(Beginning of DATA FOR REVIEW)

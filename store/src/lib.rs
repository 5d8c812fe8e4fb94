//! Typed stores over the canonical model.
//!
//! Two backends: [`memory::MemoryStorage`] (tests and test mode) and
//! [`postgres::PostgresStorage`]. Everything above this crate talks to the
//! [`Storage`] trait; which backend is live is a deployment choice.

pub mod cursor;
pub mod error;
pub mod filter;
pub mod memory;
pub mod postgres;
pub mod traits;

pub use error::{Result, StoreError};
pub use filter::*;
pub use memory::MemoryStorage;
pub use postgres::PostgresStorage;
pub use traits::*;
//! Server assembly: storage, coordinator, cores, reconcilers, router.

use std::net::SocketAddr;
use std::sync::Arc;

use anyhow::{Context, Result};
use axum::Router;
use axum::routing::get;
use chrono::Utc;
use stevedore_common::shutdown::shutdown_signal;
use stevedore_ecs::Ecs;
use stevedore_elbv2::Elbv2;
use stevedore_events::{ConnectionLimits, EventHub, OriginPolicy, SocketConfig};
use stevedore_model::Identity;
use stevedore_orchestrator::{Coordinator, KubeAccess, NoopServiceRegistry, reconcile};
use stevedore_store::{MemoryStorage, PostgresStorage, Storage};
use tokio_util::sync::CancellationToken;
use tower_http::catch_panic::CatchPanicLayer;

use crate::args::Cli;
use crate::dispatch::{dispatch, panic_response};
use crate::health::{health, health_detailed};
use crate::proxy::UpstreamProxy;
use crate::sd_wire::StubServiceDiscovery;
use crate::state::AppState;
use crate::ws::ws_handler;

pub fn router(state: AppState) -> Router {
    Router::new()
        .route("/health", get(health))
        .route("/health/detailed", get(health_detailed))
        .route("/ws", get(ws_handler))
        .fallback(dispatch)
        .layer(axum::middleware::from_fn(
            stevedore_common::access_log::api,
        ))
        .layer(CatchPanicLayer::custom(panic_response))
        .with_state(state)
}

pub async fn run_server(args: Cli) -> Result<()> {
    let identity = Identity::new(args.cloud.region.clone(), args.cloud.account_id.clone());

    let storage: Arc<dyn Storage> = match args.database.db.as_str() {
        "memory" => Arc::new(MemoryStorage::new()),
        "postgres" => {
            let pg = &args.database.postgres;
            Arc::new(
                PostgresStorage::connect(
                    &pg.postgres_host,
                    pg.postgres_port,
                    &pg.postgres_database,
                    &pg.postgres_username,
                    pg.postgres_password.as_deref(),
                )
                .await
                .context("failed to connect to postgres")?,
            )
        }
        other => anyhow::bail!("unknown storage backend: {}", other),
    };

    let hub = EventHub::new(ConnectionLimits {
        max_per_user: args.websocket.ws_max_connections_per_user,
        max_per_ip: args.websocket.ws_max_connections_per_ip,
    });
    let origin_policy = OriginPolicy::new(args.websocket.ws_allowed_origins.clone());
    let socket_config = SocketConfig {
        rate_limit_per_minute: args.websocket.ws_rate_limit_per_minute,
    };

    let access = kube_access(&args).await;
    let coordinator = Arc::new(Coordinator::new(
        storage.clone(),
        hub.clone(),
        identity.clone(),
        access,
        Arc::new(NoopServiceRegistry),
    ));

    let ecs = Arc::new(Ecs::new(
        storage.clone(),
        coordinator.clone(),
        hub.clone(),
        identity.clone(),
    ));
    let elbv2 = Arc::new(Elbv2::new(storage.clone(), identity.clone()));

    if !args.runtime.test_mode {
        if let Err(e) = coordinator.restore_tasks().await {
            tracing::warn!(error = %e, "task restore failed, continuing");
        }
    }

    let cancel = CancellationToken::new();
    spawn_reconcilers(&args, &storage, &hub, &coordinator, &cancel);

    let state = AppState {
        storage,
        ecs,
        elbv2,
        sd: Arc::new(StubServiceDiscovery),
        coordinator: coordinator.clone(),
        hub,
        origin_policy,
        socket_config,
        proxy: UpstreamProxy::new(args.upstream.upstream_endpoint.clone())?,
        started_at: Utc::now(),
    };

    let app = router(state);

    let addr: SocketAddr = format!("{}:{}", args.host, args.port).parse()?;
    tracing::info!(%addr, region = %identity.region, test_mode = args.runtime.test_mode, "starting stevedore gateway");
    let listener = tokio::net::TcpListener::bind(addr).await?;
    axum::serve(listener, app)
        .with_graceful_shutdown(shutdown_signal())
        .await?;

    cancel.cancel();
    coordinator.watchers().cancel_all().await;
    tracing::info!("gateway stopped gracefully");
    Ok(())
}

async fn kube_access(args: &Cli) -> KubeAccess {
    if args.runtime.test_mode {
        tracing::info!("test mode: Kubernetes I/O disabled");
        return KubeAccess::Disabled;
    }
    if args.runtime.container_mode {
        tracing::info!("container mode: Kubernetes client deferred to first use");
        return KubeAccess::Deferred(Default::default());
    }
    match build_client(args.runtime.kubeconfig.as_deref()).await {
        Ok(client) => KubeAccess::Live(client),
        Err(e) => {
            tracing::warn!(error = %e, "Kubernetes client unavailable at startup, deferring");
            KubeAccess::Deferred(Default::default())
        }
    }
}

/// In-cluster configuration first; an explicit kubeconfig path wins when
/// given, otherwise the standard discovery order applies.
async fn build_client(kubeconfig: Option<&str>) -> Result<kube::Client> {
    match kubeconfig {
        Some(path) => {
            let config = kube::Config::from_custom_kubeconfig(
                kube::config::Kubeconfig::read_from(path)?,
                &kube::config::KubeConfigOptions::default(),
            )
            .await?;
            Ok(kube::Client::try_from(config)?)
        }
        None => Ok(kube::Client::try_default().await?),
    }
}

fn spawn_reconcilers(
    args: &Cli,
    storage: &Arc<dyn Storage>,
    hub: &EventHub,
    coordinator: &Arc<Coordinator>,
    cancel: &CancellationToken,
) {
    if args.runtime.test_mode {
        tokio::spawn(reconcile::run_test_lifecycle(
            storage.clone(),
            hub.clone(),
            cancel.clone(),
        ));
    }

    tokio::spawn(reconcile::run_task_set_stability(
        storage.clone(),
        hub.clone(),
        coordinator.clone(),
        args.cloud.region.clone(),
        cancel.clone(),
    ));

    tokio::spawn(reconcile::run_log_retention(
        storage.clone(),
        chrono::Duration::hours(args.retention.log_retention_hours),
        cancel.clone(),
    ));
}
#[cfg(test)]
mod tests {
    use super::*;
    use chrono::Utc;
    use stevedore_model::{
        Identity, KeyValuePair, LaunchType, NetworkMode, PortMapping, Scale, ScaleUnit,
        SecretReference, StabilityStatus, TaskDefinitionStatus, TaskSetStatus,
    };

    fn ident() -> Identity {
        Identity::new("us-east-1", "000000000000")
    }

    fn task_definition() -> TaskDefinition {
        let now = Utc::now();
        TaskDefinition {
            task_definition_arn: ident().task_definition_arn("web", 1),
            family: "web".into(),
            revision: 1,
            status: TaskDefinitionStatus::Active,
            container_definitions: vec![ContainerDefinition {
                name: "app".into(),
                image: "nginx:1.0".into(),
                cpu: Some(256),
                memory: Some(512),
                memory_reservation: None,
                essential: Some(true),
                command: vec!["nginx".into(), "-g".into(), "daemon off;".into()],
                entry_point: vec![],
                environment: vec![KeyValuePair {
                    name: "ENV".into(),
                    value: Some("prod".into()),
                }],
                port_mappings: vec![PortMapping {
                    container_port: Some(80),
                    host_port: None,
                    protocol: Some("tcp".into()),
                }],
                secrets: vec![SecretReference {
                    name: "DB_PASSWORD".into(),
                    value_from: "arn:aws:ssm:us-east-1:0:parameter/db/password".into(),
                }],
                health_check: Some(HealthCheck {
                    command: vec!["CMD-SHELL".into(), "curl -f http://localhost/".into()],
                    interval: Some(30),
                    timeout: Some(5),
                    retries: Some(3),
                    start_period: Some(10),
                }),
                log_configuration: None,
                working_directory: None,
            }],
            network_mode: NetworkMode::Awsvpc,
            cpu: None,
            memory: None,
            volumes: vec![],
            placement_constraints: vec![],
            requires_compatibilities: vec![],
            execution_role_arn: None,
            task_role_arn: None,
            tags: vec![],
            region: "us-east-1".into(),
            account_id: "000000000000".into(),
            created_at: now,
            updated_at: now,
            version: 0,
        }
    }

    fn task() -> Task {
        let now = Utc::now();
        Task {
            task_arn: ident().task_arn("default", "abcdef0123456789"),
            cluster_arn: ident().cluster_arn("default"),
            task_definition_arn: ident().task_definition_arn("web", 1),
            container_instance_arn: None,
            last_status: TaskStatus::Provisioning,
            desired_status: TaskStatus::Running,
            launch_type: LaunchType::Fargate,
            started_by: None,
            group: None,
            containers: vec![],
            attachments: vec![],
            attributes: vec![],
            health_status: HealthStatus::Unknown,
            created_at: now,
            started_at: None,
            pull_started_at: None,
            pull_stopped_at: None,
            stopping_at: None,
            stopped_at: None,
            execution_stopped_at: None,
            stopped_reason: None,
            stop_code: None,
            pod_name: None,
            namespace: None,
            region: "us-east-1".into(),
            account_id: "000000000000".into(),
            updated_at: now,
            version: 0,
        }
    }

    #[test]
    fn test_namespace_shape() {
        assert_eq!(namespace_for("default", "us-east-1"), "default-us-east-1");
        assert_eq!(legacy_namespace_for("default"), "ecs-default");
    }

    #[test]
    fn test_task_set_deployment_name_is_sanitized_and_bounded() {
        let long = "a".repeat(80);
        let name = task_set_deployment_name(&long, "ts_ID.1");
        assert!(name.len() <= 63);
        assert!(!name.contains('_'));
        assert!(!name.contains('.'));
        assert_eq!(name, name.to_lowercase());
    }

    #[test]
    fn test_pod_from_task_carries_reverse_lookup() {
        let task = task();
        let pod = pod_from_task(&task, &task_definition(), "default", "default-us-east-1");
        let meta = &pod.metadata;
        assert_eq!(meta.name.as_deref(), Some("task-abcdef0123456789"));
        let labels = meta.labels.as_ref().unwrap();
        assert_eq!(labels.get(LABEL_MANAGED).map(String::as_str), Some("true"));
        assert_eq!(
            labels.get(LABEL_TASK_ID).map(String::as_str),
            Some("abcdef0123456789")
        );
        let annotations = meta.annotations.as_ref().unwrap();
        assert_eq!(annotations.get(ANNOTATION_TASK_ARN), Some(&task.task_arn));

        let spec = pod.spec.unwrap();
        assert_eq!(spec.restart_policy.as_deref(), Some("Never"));
        let container = &spec.containers[0];
        assert_eq!(container.name, "app");
        // ECS command maps to args; entryPoint (absent here) to command
        assert!(container.command.is_none());
        assert_eq!(container.args.as_ref().unwrap().len(), 3);
        // 256 CPU units -> 250m
        let requests = container.resources.as_ref().unwrap().requests.as_ref().unwrap();
        assert_eq!(requests.get("cpu").unwrap().0, "250m");
        assert_eq!(requests.get("memory").unwrap().0, "512Mi");
        // CMD-SHELL becomes a shell exec probe
        let probe = container.liveness_probe.as_ref().unwrap();
        let exec = probe.exec.as_ref().unwrap().command.as_ref().unwrap();
        assert_eq!(exec[0], "/bin/sh");
        // Secret env var points at the materialised secret
        let env = container.env.as_ref().unwrap();
        let secret_var = env.iter().find(|e| e.name == "DB_PASSWORD").unwrap();
        let selector = secret_var
            .value_from
            .as_ref()
            .unwrap()
            .secret_key_ref
            .as_ref()
            .unwrap();
        assert_eq!(selector.name, "web-secrets-1");
    }

    #[test]
    fn test_deployment_strategy_and_replicas() {
        let deployment =
            deployment_from_service("web-svc", "default", 3, &task_definition(), "default-us-east-1");
        let spec = deployment.spec.unwrap();
        assert_eq!(spec.replicas, Some(3));
        assert_eq!(spec.progress_deadline_seconds, Some(600));
        let rolling = spec.strategy.unwrap().rolling_update.unwrap();
        assert_eq!(
            rolling.max_surge,
            Some(IntOrString::String("25%".to_string()))
        );
        let template_spec = spec.template.spec.unwrap();
        assert_eq!(template_spec.restart_policy.as_deref(), Some("Always"));
    }

    fn task_set(load_balancers: bool) -> TaskSet {
        let now = Utc::now();
        TaskSet {
            id: "ts-1".into(),
            task_set_arn: ident().task_set_arn("default", "web-svc", "ts-1"),
            service_arn: ident().service_arn("default", "web-svc"),
            cluster_arn: ident().cluster_arn("default"),
            external_id: None,
            task_definition: ident().task_definition_arn("web", 1),
            scale: Scale {
                value: 100.0,
                unit: ScaleUnit::Percent,
            },
            computed_desired_count: 2,
            status: TaskSetStatus::Active,
            stability_status: StabilityStatus::Stabilizing,
            primary: false,
            running_count: 0,
            pending_count: 0,
            launch_type: LaunchType::Fargate,
            load_balancers: if load_balancers {
                vec![Default::default()]
            } else {
                vec![]
            },
            service_registries: vec![],
            region: "us-east-1".into(),
            account_id: "000000000000".into(),
            created_at: now,
            updated_at: now,
            version: 0,
        }
    }

    #[test]
    fn test_service_from_task_set_type_follows_load_balancers() {
        let svc = service_from_task_set(&task_set(false), "web-svc", &task_definition(), "ns")
            .expect("ports exposed");
        assert_eq!(svc.spec.as_ref().unwrap().type_.as_deref(), Some("ClusterIP"));

        let svc = service_from_task_set(&task_set(true), "web-svc", &task_definition(), "ns")
            .expect("load balancer attached");
        assert_eq!(
            svc.spec.as_ref().unwrap().type_.as_deref(),
            Some("LoadBalancer")
        );
    }

    #[test]
    fn test_service_from_task_set_absent_without_ports_or_lb() {
        let mut td = task_definition();
        td.container_definitions[0].port_mappings.clear();
        assert!(service_from_task_set(&task_set(false), "web-svc", &td, "ns").is_none());
    }

    #[test]
    fn test_phase_mapping() {
        assert_eq!(status_from_phase("Pending"), TaskStatus::Pending);
        assert_eq!(status_from_phase("Running"), TaskStatus::Running);
        assert_eq!(status_from_phase("Succeeded"), TaskStatus::Stopped);
        assert_eq!(status_from_phase("Failed"), TaskStatus::Stopped);
        assert_eq!(status_from_phase("Unknown"), TaskStatus::Pending);
    }

    #[test]
    fn test_secret_materialisation() {
        let td = task_definition();
        let secret = secret_for(&td, "ns").unwrap();
        assert_eq!(secret.metadata.name.as_deref(), Some("web-secrets-1"));
        let data = secret.data.unwrap();
        assert_eq!(
            data.get("password").map(|b| b.0.as_slice()),
            Some(b"placeholder".as_slice())
        );
    }
}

(End of DATA FOR REVIEW)

# DESCRIPTION OF THE TASK
Where a line above contains the word "StubServiceDiscovery", copy that line.

# EXERCISE SOLUTION
use crate::sd_wire::StubServiceDiscovery;
        sd: Arc::new(StubServiceDiscovery),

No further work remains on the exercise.